Stored data entries:
++++++++++++++++++++
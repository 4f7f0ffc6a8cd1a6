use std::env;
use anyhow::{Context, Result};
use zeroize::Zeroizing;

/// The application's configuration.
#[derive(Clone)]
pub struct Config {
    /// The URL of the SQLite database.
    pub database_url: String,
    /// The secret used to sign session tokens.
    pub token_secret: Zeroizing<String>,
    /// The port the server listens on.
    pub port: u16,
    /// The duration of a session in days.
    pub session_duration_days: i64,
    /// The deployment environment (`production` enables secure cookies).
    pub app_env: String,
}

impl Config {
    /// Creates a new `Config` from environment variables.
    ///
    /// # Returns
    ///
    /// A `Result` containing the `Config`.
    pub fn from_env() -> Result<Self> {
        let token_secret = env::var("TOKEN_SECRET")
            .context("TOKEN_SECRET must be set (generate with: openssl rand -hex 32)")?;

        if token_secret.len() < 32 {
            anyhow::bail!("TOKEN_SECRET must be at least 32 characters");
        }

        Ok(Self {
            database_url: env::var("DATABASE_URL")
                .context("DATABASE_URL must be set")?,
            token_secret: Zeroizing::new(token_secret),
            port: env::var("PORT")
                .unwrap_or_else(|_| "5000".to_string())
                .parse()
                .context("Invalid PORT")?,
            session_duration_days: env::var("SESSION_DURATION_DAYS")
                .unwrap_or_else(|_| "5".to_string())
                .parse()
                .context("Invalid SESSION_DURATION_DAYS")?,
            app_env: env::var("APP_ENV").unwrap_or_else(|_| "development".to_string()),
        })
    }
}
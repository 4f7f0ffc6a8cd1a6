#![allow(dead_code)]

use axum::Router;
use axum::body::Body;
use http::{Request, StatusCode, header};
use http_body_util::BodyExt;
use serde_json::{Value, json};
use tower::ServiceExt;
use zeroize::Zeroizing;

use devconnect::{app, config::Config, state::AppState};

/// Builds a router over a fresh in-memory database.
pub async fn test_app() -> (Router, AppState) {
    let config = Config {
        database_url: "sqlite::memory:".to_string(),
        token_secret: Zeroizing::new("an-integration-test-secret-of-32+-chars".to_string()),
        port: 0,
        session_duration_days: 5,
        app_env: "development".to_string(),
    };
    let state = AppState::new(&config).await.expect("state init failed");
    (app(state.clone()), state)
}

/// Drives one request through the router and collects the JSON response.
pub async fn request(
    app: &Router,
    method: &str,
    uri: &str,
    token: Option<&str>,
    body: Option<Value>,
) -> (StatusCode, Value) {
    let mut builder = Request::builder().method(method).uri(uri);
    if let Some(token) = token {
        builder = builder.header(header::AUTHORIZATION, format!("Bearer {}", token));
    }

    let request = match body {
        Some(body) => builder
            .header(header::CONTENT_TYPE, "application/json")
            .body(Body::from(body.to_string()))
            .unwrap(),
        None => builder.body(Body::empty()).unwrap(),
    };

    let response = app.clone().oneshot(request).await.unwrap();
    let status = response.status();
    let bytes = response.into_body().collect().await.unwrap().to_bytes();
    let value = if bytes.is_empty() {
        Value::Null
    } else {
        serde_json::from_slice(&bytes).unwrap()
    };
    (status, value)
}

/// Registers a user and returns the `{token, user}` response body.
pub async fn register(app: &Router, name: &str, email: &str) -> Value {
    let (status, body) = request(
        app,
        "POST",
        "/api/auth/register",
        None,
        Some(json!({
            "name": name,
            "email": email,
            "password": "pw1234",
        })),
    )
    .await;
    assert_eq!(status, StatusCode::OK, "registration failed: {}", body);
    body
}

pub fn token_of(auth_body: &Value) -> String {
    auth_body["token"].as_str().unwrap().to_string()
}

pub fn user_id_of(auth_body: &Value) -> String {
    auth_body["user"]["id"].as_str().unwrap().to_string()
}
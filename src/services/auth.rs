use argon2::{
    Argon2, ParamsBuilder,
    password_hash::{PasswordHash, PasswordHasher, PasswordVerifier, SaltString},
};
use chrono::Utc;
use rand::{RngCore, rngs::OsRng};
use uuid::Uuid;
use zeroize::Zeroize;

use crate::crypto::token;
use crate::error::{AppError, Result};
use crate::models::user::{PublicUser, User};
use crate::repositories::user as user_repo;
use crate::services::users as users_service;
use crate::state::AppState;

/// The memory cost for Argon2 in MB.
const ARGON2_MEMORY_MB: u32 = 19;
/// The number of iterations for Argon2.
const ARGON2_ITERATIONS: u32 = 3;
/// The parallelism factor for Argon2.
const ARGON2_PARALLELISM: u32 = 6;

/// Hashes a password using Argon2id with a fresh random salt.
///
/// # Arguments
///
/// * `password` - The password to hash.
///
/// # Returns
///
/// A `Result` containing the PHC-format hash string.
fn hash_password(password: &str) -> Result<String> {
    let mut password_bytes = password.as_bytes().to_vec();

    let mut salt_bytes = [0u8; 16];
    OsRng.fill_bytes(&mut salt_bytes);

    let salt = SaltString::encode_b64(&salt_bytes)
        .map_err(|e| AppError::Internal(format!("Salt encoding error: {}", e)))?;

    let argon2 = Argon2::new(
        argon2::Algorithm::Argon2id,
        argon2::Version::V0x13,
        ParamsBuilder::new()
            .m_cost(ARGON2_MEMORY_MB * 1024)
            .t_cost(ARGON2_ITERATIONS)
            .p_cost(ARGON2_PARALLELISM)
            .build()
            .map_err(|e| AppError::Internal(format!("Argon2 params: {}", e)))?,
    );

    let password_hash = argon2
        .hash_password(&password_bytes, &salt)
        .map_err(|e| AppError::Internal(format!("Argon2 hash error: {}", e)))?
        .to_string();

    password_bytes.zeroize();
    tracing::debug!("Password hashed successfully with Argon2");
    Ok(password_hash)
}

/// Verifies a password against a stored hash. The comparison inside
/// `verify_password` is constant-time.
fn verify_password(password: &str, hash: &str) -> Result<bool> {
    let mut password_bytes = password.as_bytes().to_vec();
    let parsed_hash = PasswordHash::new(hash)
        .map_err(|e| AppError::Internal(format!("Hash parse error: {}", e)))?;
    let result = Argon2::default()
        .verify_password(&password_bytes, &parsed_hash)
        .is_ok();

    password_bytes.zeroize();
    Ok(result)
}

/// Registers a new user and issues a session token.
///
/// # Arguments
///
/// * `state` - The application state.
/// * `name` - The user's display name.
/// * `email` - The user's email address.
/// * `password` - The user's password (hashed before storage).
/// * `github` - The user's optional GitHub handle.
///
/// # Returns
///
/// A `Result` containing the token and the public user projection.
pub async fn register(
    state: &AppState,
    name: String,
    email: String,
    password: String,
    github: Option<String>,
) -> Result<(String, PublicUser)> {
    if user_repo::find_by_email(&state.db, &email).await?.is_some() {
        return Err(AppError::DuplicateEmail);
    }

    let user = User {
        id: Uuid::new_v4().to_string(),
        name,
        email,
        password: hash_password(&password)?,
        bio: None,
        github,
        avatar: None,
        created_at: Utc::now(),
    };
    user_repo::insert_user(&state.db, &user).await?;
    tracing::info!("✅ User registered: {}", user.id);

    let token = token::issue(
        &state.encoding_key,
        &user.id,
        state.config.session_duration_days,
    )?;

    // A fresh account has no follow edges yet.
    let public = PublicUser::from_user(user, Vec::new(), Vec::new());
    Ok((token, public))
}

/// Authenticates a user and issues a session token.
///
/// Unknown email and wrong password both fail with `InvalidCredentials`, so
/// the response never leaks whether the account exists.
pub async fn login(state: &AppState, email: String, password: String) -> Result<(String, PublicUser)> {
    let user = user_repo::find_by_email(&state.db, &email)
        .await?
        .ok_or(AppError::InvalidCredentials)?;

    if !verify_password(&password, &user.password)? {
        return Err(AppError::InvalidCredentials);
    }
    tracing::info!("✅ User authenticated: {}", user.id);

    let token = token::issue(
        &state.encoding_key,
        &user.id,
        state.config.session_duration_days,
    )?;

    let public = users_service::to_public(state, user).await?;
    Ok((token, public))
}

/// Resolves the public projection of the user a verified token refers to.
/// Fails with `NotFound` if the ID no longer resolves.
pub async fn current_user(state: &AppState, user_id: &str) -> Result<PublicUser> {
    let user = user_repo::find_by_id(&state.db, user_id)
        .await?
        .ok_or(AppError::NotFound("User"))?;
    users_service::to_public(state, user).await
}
++++++++++++++++++++
_WORK REQUEST:_
Every line above in which the word "ParamsBuilder" occurs is to be copied.

_ANSWER TO THIS TASK:_
    Argon2, ParamsBuilder,
        ParamsBuilder::new()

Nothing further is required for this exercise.